Problem details:
Starting with the first line and ending with the last, copy the entries word for word.

[Collected data]
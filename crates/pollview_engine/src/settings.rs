use std::time::Duration;

use url::Url;

pub const DEFAULT_API_BASE: &str = "http://localhost:9092/pollapi";
const BROKER_PATH: [&str; 3] = ["ws", "poll", "websocket"];

/// Which backend route serves the results snapshot. Both return the same body.
#[derive(Debug, Clone, Copy, PartialEq, Eq, Default)]
pub enum ResultsRoute {
    /// `/responses/{pollCode}/results`
    #[default]
    Responses,
    /// `/polls/{pollCode}/results`
    Polls,
}

impl ResultsRoute {
    pub(crate) fn segments(self, poll_code: &str) -> [&str; 3] {
        match self {
            ResultsRoute::Responses => ["responses", poll_code, "results"],
            ResultsRoute::Polls => ["polls", poll_code, "results"],
        }
    }
}

#[derive(Debug, Clone)]
pub struct ApiSettings {
    pub base_url: Url,
    pub connect_timeout: Duration,
    pub request_timeout: Duration,
    pub results_route: ResultsRoute,
}

impl ApiSettings {
    pub fn new(base_url: Url) -> Self {
        Self {
            base_url,
            connect_timeout: Duration::from_secs(10),
            request_timeout: Duration::from_secs(30),
            results_route: ResultsRoute::default(),
        }
    }

    /// Appends percent-encoded `segments` to the base path.
    pub(crate) fn endpoint(&self, segments: &[&str]) -> Option<Url> {
        append_segments(&self.base_url, segments)
    }
}

impl Default for ApiSettings {
    fn default() -> Self {
        Self::new(default_base())
    }
}

#[derive(Debug, Clone)]
pub struct ChannelSettings {
    pub ws_url: Url,
    /// Bound on WebSocket connect plus STOMP `CONNECTED`.
    pub handshake_timeout: Duration,
    /// Heart-beat interval we offer and request.
    pub heartbeat: Duration,
    pub topic_prefix: String,
}

impl ChannelSettings {
    /// Broker endpoint for an API base: same host and path, `ws`/`wss`
    /// scheme, `/ws/poll/websocket` appended.
    pub fn for_api_base(base_url: &Url) -> Self {
        let mut ws_url = append_segments(base_url, &BROKER_PATH).unwrap_or_else(|| base_url.clone());
        let scheme = if base_url.scheme() == "https" { "wss" } else { "ws" };
        // Only fails for cannot-be-a-base URLs, which append_segments already rejected.
        let _ = ws_url.set_scheme(scheme);
        Self {
            ws_url,
            handshake_timeout: Duration::from_secs(5),
            heartbeat: Duration::from_secs(20),
            topic_prefix: "/topic/poll/".to_string(),
        }
    }

    pub fn topic(&self, poll_code: &str) -> String {
        format!("{}{}", self.topic_prefix, poll_code)
    }
}

impl Default for ChannelSettings {
    fn default() -> Self {
        Self::for_api_base(&default_base())
    }
}

#[derive(Debug, Clone, Default)]
pub struct EngineSettings {
    pub api: ApiSettings,
    pub channel: ChannelSettings,
}

impl EngineSettings {
    pub fn for_api_base(base_url: Url) -> Self {
        Self {
            channel: ChannelSettings::for_api_base(&base_url),
            api: ApiSettings::new(base_url),
        }
    }
}

fn default_base() -> Url {
    Url::parse(DEFAULT_API_BASE).expect("default api base is a valid url")
}

fn append_segments(base: &Url, segments: &[&str]) -> Option<Url> {
    let mut url = base.clone();
    url.path_segments_mut()
        .ok()?
        .pop_if_empty()
        .extend(segments);
    Some(url)
}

Response:
filename crates/pollview_engine/src/settings.rs
use std::time::Duration;

use url::Url;

pub const DEFAULT_API_BASE: &str = "http://localhost:9092/pollapi";
const BROKER_PATH: [&str; 3] = ["ws", "poll", "websocket"];

/// Which backend route serves the results snapshot. Both return the same body.
#[derive(Debug, Clone, Copy, PartialEq, Eq, Default)]
pub enum ResultsRoute {
    /// `/responses/{pollCode}/results`
    #[default]
    Responses,
    /// `/polls/{pollCode}/results`
    Polls,
}

impl ResultsRoute {
    pub(crate) fn segments(self, poll_code: &str) -> [&str; 3] {
        match self {
            ResultsRoute::Responses => ["responses", poll_code, "results"],
            ResultsRoute::Polls => ["polls", poll_code, "results"],
        }
    }
}

#[derive(Debug, Clone)]
pub struct ApiSettings {
    pub base_url: Url,
    pub connect_timeout: Duration,
    pub request_timeout: Duration,
    pub results_route: ResultsRoute,
}

impl ApiSettings {
    pub fn new(base_url: Url) -> Self {
        Self {
            base_url,
            connect_timeout: Duration::from_secs(10),
            request_timeout: Duration::from_secs(30),
            results_route: ResultsRoute::default(),
        }
    }

    /// Appends percent-encoded `segments` to the base path.
    pub(crate) fn endpoint(&self, segments: &[&str]) -> Option<Url> {
        append_segments(&self.base_url, segments)
    }
}

impl Default for ApiSettings {
    fn default() -> Self {
        Self::new(default_base())
    }
}

#[derive(Debug, Clone)]
pub struct ChannelSettings {
    pub ws_url: Url,
    /// Bound on WebSocket connect plus STOMP `CONNECTED`.
    pub handshake_timeout: Duration,
    /// Heart-beat interval we offer and request.
    pub heartbeat: Duration,
    pub topic_prefix: String,
}

impl ChannelSettings {
    /// Broker endpoint for an API base: same host and path, `ws`/`wss`
    /// scheme, `/ws/poll/websocket` appended.
    pub fn for_api_base(base_url: &Url) -> Self {
        let mut ws_url = append_segments(base_url, &BROKER_PATH).unwrap_or_else(|| base_url.clone());
        let scheme = if base_url.scheme() == "https" { "wss" } else { "ws" };
        // Only fails for cannot-be-a-base URLs, which append_segments already rejected.
        let _ = ws_url.set_scheme(scheme);
        Self {
            ws_url,
            handshake_timeout: Duration::from_secs(5),
            heartbeat: Duration::from_secs(20),
            topic_prefix: "/topic/poll/".to_string(),
        }
    }

    pub fn topic(&self, poll_code: &str) -> String {
        format!("{}{}", self.topic_prefix, poll_code)
    }
}

impl Default for ChannelSettings {
    fn default() -> Self {
        Self::for_api_base(&default_base())
    }
}

#[derive(Debug, Clone, Default)]
pub struct EngineSettings {
    pub api: ApiSettings,
    pub channel: ChannelSettings,
}

impl EngineSettings {
    pub fn for_api_base(base_url: Url) -> Self {
        Self {
            channel: ChannelSettings::for_api_base(&base_url),
            api: ApiSettings::new(base_url),
        }
    }
}

fn default_base() -> Url {
    Url::parse(DEFAULT_API_BASE).expect("default api base is a valid url")
}

fn append_segments(base: &Url, segments: &[&str]) -> Option<Url> {
    let mut url = base.clone();
    url.path_segments_mut()
        .ok()?
        .pop_if_empty()
        .extend(segments);
    Some(url)
}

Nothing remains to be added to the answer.